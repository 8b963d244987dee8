// 进程内容缓存模块
// 只服务于当前温实例，实例回收即清空；不是正确性依赖，只是加速器

use std::time::{Duration, Instant};

use dashmap::DashMap;
use serde::Serialize;
use serde_json::Value;

struct CacheEntry {
    value: Value,
    created_at: Instant,
}

/// 进程内TTL内容缓存
///
/// 读取时惰性判定过期，过期条目在命中检查的那次访问里删除，没有后台清扫。
/// 不做容量上限：键空间由固定的清单/报表集合限定，进程寿命又限定了缓存寿命。
/// 多个工作线程会并发读写同一实例，所以用并发map承载。
pub struct ContentCache {
    ttl: Duration,
    entries: DashMap<String, CacheEntry>,
}

/// 缓存概况，供运维端点查看
#[derive(Debug, Serialize)]
pub struct CacheStats {
    pub entry_count: usize,
    pub keys: Vec<String>,
}

impl ContentCache {
    pub fn new(ttl: Duration) -> Self {
        Self {
            ttl,
            entries: DashMap::new(),
        }
    }

    pub fn get(&self, key: &str) -> Option<Value> {
        self.get_at(key, Instant::now())
    }

    pub fn set(&self, key: &str, value: Value) {
        self.set_at(key, value, Instant::now());
    }

    pub fn clear(&self) {
        self.entries.clear();
    }

    pub fn stats(&self) -> CacheStats {
        let mut keys: Vec<String> = self.entries.iter().map(|e| e.key().clone()).collect();
        keys.sort();
        CacheStats {
            entry_count: keys.len(),
            keys,
        }
    }

    fn get_at(&self, key: &str, now: Instant) -> Option<Value> {
        // 先释放读引用再删除，避免在持有分片锁时写同一分片
        match self.entries.get(key) {
            Some(entry) => {
                if now.duration_since(entry.created_at) < self.ttl {
                    return Some(entry.value.clone());
                }
            }
            None => return None,
        }
        self.entries.remove(key);
        None
    }

    fn set_at(&self, key: &str, value: Value, now: Instant) {
        self.entries.insert(
            key.to_string(),
            CacheEntry {
                value,
                created_at: now,
            },
        );
    }
}

#[cfg(test)]
mod tests {
    use super::*;
    use serde_json::json;

    const TTL: Duration = Duration::from_secs(3600);

    #[test]
    fn set_then_get_within_ttl() {
        let cache = ContentCache::new(TTL);
        let base = Instant::now();
        cache.set_at("doc:listing", json!({"documents": []}), base);

        let hit = cache.get_at("doc:listing", base + Duration::from_secs(3599));
        assert_eq!(hit, Some(json!({"documents": []})));
    }

    #[test]
    fn expired_entry_reads_as_miss_and_is_dropped() {
        let cache = ContentCache::new(TTL);
        let base = Instant::now();
        cache.set_at("doc:listing", json!("blob"), base);

        assert_eq!(cache.get_at("doc:listing", base + Duration::from_secs(3601)), None);
        // 过期条目在那次访问里被删掉
        assert_eq!(cache.stats().entry_count, 0);
    }

    #[test]
    fn overwrite_replaces_the_value() {
        let cache = ContentCache::new(TTL);
        let base = Instant::now();
        cache.set_at("report", json!(1), base);
        cache.set_at("report", json!(2), base + Duration::from_secs(10));

        assert_eq!(cache.get_at("report", base + Duration::from_secs(20)), Some(json!(2)));
    }

    #[test]
    fn reads_do_not_refresh_entry_age() {
        let cache = ContentCache::new(TTL);
        let base = Instant::now();
        cache.set_at("k", json!("v"), base);

        // 反复读取不重置年龄
        for offset in [100u64, 1000, 3599] {
            assert!(cache.get_at("k", base + Duration::from_secs(offset)).is_some());
        }
        assert_eq!(cache.get_at("k", base + Duration::from_secs(3601)), None);
    }

    #[test]
    fn clear_and_stats() {
        let cache = ContentCache::new(TTL);
        cache.set("a", json!(1));
        cache.set("b", json!(2));

        let stats = cache.stats();
        assert_eq!(stats.entry_count, 2);
        assert_eq!(stats.keys, vec!["a".to_string(), "b".to_string()]);

        cache.clear();
        assert_eq!(cache.stats().entry_count, 0);
        assert_eq!(cache.get("a"), None);
    }
}
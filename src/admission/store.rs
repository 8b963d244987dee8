use std::future::Future;

use chrono::{DateTime, Duration, Utc};
use sqlx::PgPool;

/// 计数行的持久化接口
///
/// 生产环境由Postgres实现；测试用内存实现跑完整的窗口/封禁场景。
/// 所有操作都是针对 (client_key, endpoint) 的点查或upsert，不关联域表。
pub trait CounterStore: Send + Sync {
    /// 查询未过期的封禁，返回封禁截止时间
    fn active_ban(
        &self,
        client_key: &str,
        endpoint: &str,
        now: DateTime<Utc>,
    ) -> impl Future<Output = Result<Option<DateTime<Utc>>, sqlx::Error>> + Send;

    /// 原子自增并返回本窗口内的计数
    ///
    /// 单条语句完成三种情形：首次请求插入计数1、窗口过期原地轮换回计数1、
    /// 窗口内自增。这样并发请求不会出现读-改-写丢失更新。
    fn bump(
        &self,
        client_key: &str,
        endpoint: &str,
        now: DateTime<Utc>,
        window: Duration,
    ) -> impl Future<Output = Result<i64, sqlx::Error>> + Send;

    /// 在现有计数行上记录封禁截止时间
    fn ban(
        &self,
        client_key: &str,
        endpoint: &str,
        until: DateTime<Utc>,
        now: DateTime<Utc>,
    ) -> impl Future<Output = Result<(), sqlx::Error>> + Send;
}

#[derive(Clone)]
pub struct PgCounterStore {
    pool: PgPool,
}

impl PgCounterStore {
    pub fn new(pool: PgPool) -> Self {
        Self { pool }
    }
}

impl CounterStore for PgCounterStore {
    fn active_ban(
        &self,
        client_key: &str,
        endpoint: &str,
        now: DateTime<Utc>,
    ) -> impl Future<Output = Result<Option<DateTime<Utc>>, sqlx::Error>> + Send {
        async move {
            let banned_until: Option<DateTime<Utc>> = sqlx::query_scalar(
                r#"
                SELECT banned_until
                FROM client_window_counters
                WHERE client_key = $1 AND endpoint = $2 AND banned_until >= $3
                "#,
            )
            .bind(client_key)
            .bind(endpoint)
            .bind(now)
            .fetch_optional(&self.pool)
            .await?;

            Ok(banned_until)
        }
    }

    fn bump(
        &self,
        client_key: &str,
        endpoint: &str,
        now: DateTime<Utc>,
        window: Duration,
    ) -> impl Future<Output = Result<i64, sqlx::Error>> + Send {
        async move {
            let cutoff = now - window;
            let count: i64 = sqlx::query_scalar(
                r#"
                INSERT INTO client_window_counters
                    (client_key, endpoint, window_start, request_count, banned_until, updated_at)
                VALUES ($1, $2, $3, 1, NULL, $3)
                ON CONFLICT (client_key, endpoint) DO UPDATE SET
                    request_count = CASE
                        WHEN client_window_counters.window_start < $4 THEN 1
                        ELSE client_window_counters.request_count + 1
                    END,
                    window_start = CASE
                        WHEN client_window_counters.window_start < $4 THEN $3
                        ELSE client_window_counters.window_start
                    END,
                    banned_until = CASE
                        WHEN client_window_counters.window_start < $4 THEN NULL
                        ELSE client_window_counters.banned_until
                    END,
                    updated_at = $3
                RETURNING request_count
                "#,
            )
            .bind(client_key)
            .bind(endpoint)
            .bind(now)
            .bind(cutoff)
            .fetch_one(&self.pool)
            .await?;

            Ok(count)
        }
    }

    fn ban(
        &self,
        client_key: &str,
        endpoint: &str,
        until: DateTime<Utc>,
        now: DateTime<Utc>,
    ) -> impl Future<Output = Result<(), sqlx::Error>> + Send {
        async move {
            sqlx::query(
                r#"
                UPDATE client_window_counters
                SET banned_until = $3, updated_at = $4
                WHERE client_key = $1 AND endpoint = $2
                "#,
            )
            .bind(client_key)
            .bind(endpoint)
            .bind(until)
            .bind(now)
            .execute(&self.pool)
            .await?;

            Ok(())
        }
    }
}

/// 测试用内存计数存储，语义与Postgres实现一致
#[cfg(test)]
pub(crate) mod testing {
    use std::collections::HashMap;
    use std::sync::Mutex;

    use super::*;

    #[derive(Debug, Clone)]
    struct CounterRow {
        window_start: DateTime<Utc>,
        request_count: i64,
        banned_until: Option<DateTime<Utc>>,
    }

    #[derive(Default)]
    pub struct MemoryCounterStore {
        rows: Mutex<HashMap<(String, String), CounterRow>>,
    }

    impl CounterStore for MemoryCounterStore {
        async fn active_ban(
            &self,
            client_key: &str,
            endpoint: &str,
            now: DateTime<Utc>,
        ) -> Result<Option<DateTime<Utc>>, sqlx::Error> {
            let rows = self.rows.lock().unwrap();
            let key = (client_key.to_string(), endpoint.to_string());
            Ok(rows
                .get(&key)
                .and_then(|row| row.banned_until)
                .filter(|until| *until >= now))
        }

        async fn bump(
            &self,
            client_key: &str,
            endpoint: &str,
            now: DateTime<Utc>,
            window: Duration,
        ) -> Result<i64, sqlx::Error> {
            let mut rows = self.rows.lock().unwrap();
            let key = (client_key.to_string(), endpoint.to_string());
            let cutoff = now - window;

            let row = rows.entry(key).or_insert(CounterRow {
                window_start: now,
                request_count: 0,
                banned_until: None,
            });
            if row.window_start < cutoff {
                row.window_start = now;
                row.request_count = 0;
                row.banned_until = None;
            }
            row.request_count += 1;
            Ok(row.request_count)
        }

        async fn ban(
            &self,
            client_key: &str,
            endpoint: &str,
            until: DateTime<Utc>,
            _now: DateTime<Utc>,
        ) -> Result<(), sqlx::Error> {
            let mut rows = self.rows.lock().unwrap();
            let key = (client_key.to_string(), endpoint.to_string());
            if let Some(row) = rows.get_mut(&key) {
                row.banned_until = Some(until);
            }
            Ok(())
        }
    }

    /// 模拟计数表不可达的存储
    pub struct UnreachableStore;

    impl CounterStore for UnreachableStore {
        async fn active_ban(
            &self,
            _client_key: &str,
            _endpoint: &str,
            _now: DateTime<Utc>,
        ) -> Result<Option<DateTime<Utc>>, sqlx::Error> {
            Err(sqlx::Error::PoolClosed)
        }

        async fn bump(
            &self,
            _client_key: &str,
            _endpoint: &str,
            _now: DateTime<Utc>,
            _window: Duration,
        ) -> Result<i64, sqlx::Error> {
            Err(sqlx::Error::PoolClosed)
        }

        async fn ban(
            &self,
            _client_key: &str,
            _endpoint: &str,
            _until: DateTime<Utc>,
            _now: DateTime<Utc>,
        ) -> Result<(), sqlx::Error> {
            Err(sqlx::Error::PoolClosed)
        }
    }
}
use anyhow::{Context, Result};
use clap::Parser;
use flexi_logger::Logger;
use log::{error, info};
use std::path::PathBuf;
use thromb_analysis::core_modules::grid::IntensityGrid;
use thromb_analysis::pipeline::{PipelineConfig, Report, ThrombPipeline};
use thromb_analysis_visualizer::loader::load_grid;
use thromb_analysis_visualizer::{ArtifactWriter, ColorTable, ComponentMaskWriter, error_chain};

#[derive(Parser, Debug)]
#[command(
    author,
    version,
    about = "Label bright regions of a single-channel scan and export shape statistics"
)]
struct Args {
    /// Input raster (any format the `image` crate decodes)
    input_path: PathBuf,

    /// Also write every component's bright/dark sub-mask into `components/`
    #[arg(long = "saveComponentMasks")]
    save_component_masks: bool,

    /// Directory receiving all artifacts
    #[arg(long, default_value = ".")]
    output_dir: PathBuf,

    /// JSON file with pipeline settings
    #[arg(long)]
    config: Option<PathBuf>,

    /// Seed for the label colors (overrides the config file)
    #[arg(long)]
    seed: Option<u64>,

    /// Absolute tolerance for "equal to the maximum intensity" (overrides the config file)
    #[arg(long)]
    tolerance: Option<f64>,

    /// Log at debug level
    #[arg(short, long)]
    verbose: bool,
}

fn main() -> Result<()> {
    // --- 1. Argument Parsing & Setup ---
    let args = Args::parse();
    let _logger = Logger::try_with_env_or_str(if args.verbose { "debug" } else { "info" })
        .context("invalid log specification")?
        .start()
        .context("logger initialization failed")?;

    // --- 2. Pipeline Configuration ---
    let config = build_config(&args)?;
    let pipeline = ThrombPipeline::new(config).context("invalid pipeline configuration")?;

    // --- 3. Input Decoding ---
    info!("Loading file \"{}\" ...", args.input_path.display());
    let grid = load_grid(&args.input_path)
        .with_context(|| format!("cannot load \"{}\"", args.input_path.display()))?;
    info!("Loaded {}x{} grid.", grid.width(), grid.height());

    if let Err(err) = std::fs::create_dir_all(&args.output_dir) {
        error!(
            "Unable to create output directory \"{}\": {}",
            args.output_dir.display(),
            err
        );
    }

    // --- 4. Analysis ---
    let report = analyze(&pipeline, &grid, &args)?;

    // --- 5. Artifacts ---
    let colors = ColorTable::seeded(report.num_components(), pipeline.config().color_seed);
    let mut artifacts = ArtifactWriter::new(&args.output_dir);
    artifacts.write_report(&report, &colors);

    info!(
        "Done: {} components, {} artifacts written, {} skipped.",
        report.num_components(),
        artifacts.written().len(),
        artifacts.skipped().len()
    );
    Ok(())
}

fn build_config(args: &Args) -> Result<PipelineConfig> {
    let mut config = match &args.config {
        Some(path) => PipelineConfig::from_json_file(path)
            .with_context(|| format!("cannot use configuration \"{}\"", path.display()))?,
        None => PipelineConfig::default(),
    };
    if let Some(seed) = args.seed {
        config.color_seed = seed;
    }
    if let Some(tolerance) = args.tolerance {
        config.tolerance = tolerance;
    }
    Ok(config)
}

fn analyze(pipeline: &ThrombPipeline, grid: &IntensityGrid, args: &Args) -> Result<Report> {
    if !args.save_component_masks {
        return pipeline.analyze(grid).context("analysis failed");
    }

    match ComponentMaskWriter::create(&args.output_dir) {
        Ok(mut masks) => {
            let report = pipeline
                .analyze_with_sink(grid, &mut masks)
                .context("analysis failed")?;
            info!(
                "Wrote {} component masks into \"{}\" ({} failed).",
                masks.written(),
                masks.directory().display(),
                masks.failed()
            );
            Ok(report)
        }
        Err(err) => {
            error!("Component masks disabled: {}", error_chain(&err));
            pipeline.analyze(grid).context("analysis failed")
        }
    }
}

★ ★ ★ ★ ★

-- INSTRUCTIONS TO FOLLOW --
Wherever the string "cannot" appears in the data above, report the whole line.

-- SOLVED EXERCISE --
        .with_context(|| format!("cannot load \"{}\"", args.input_path.display()))?;
            .with_context(|| format!("cannot use configuration \"{}\"", path.display()))?,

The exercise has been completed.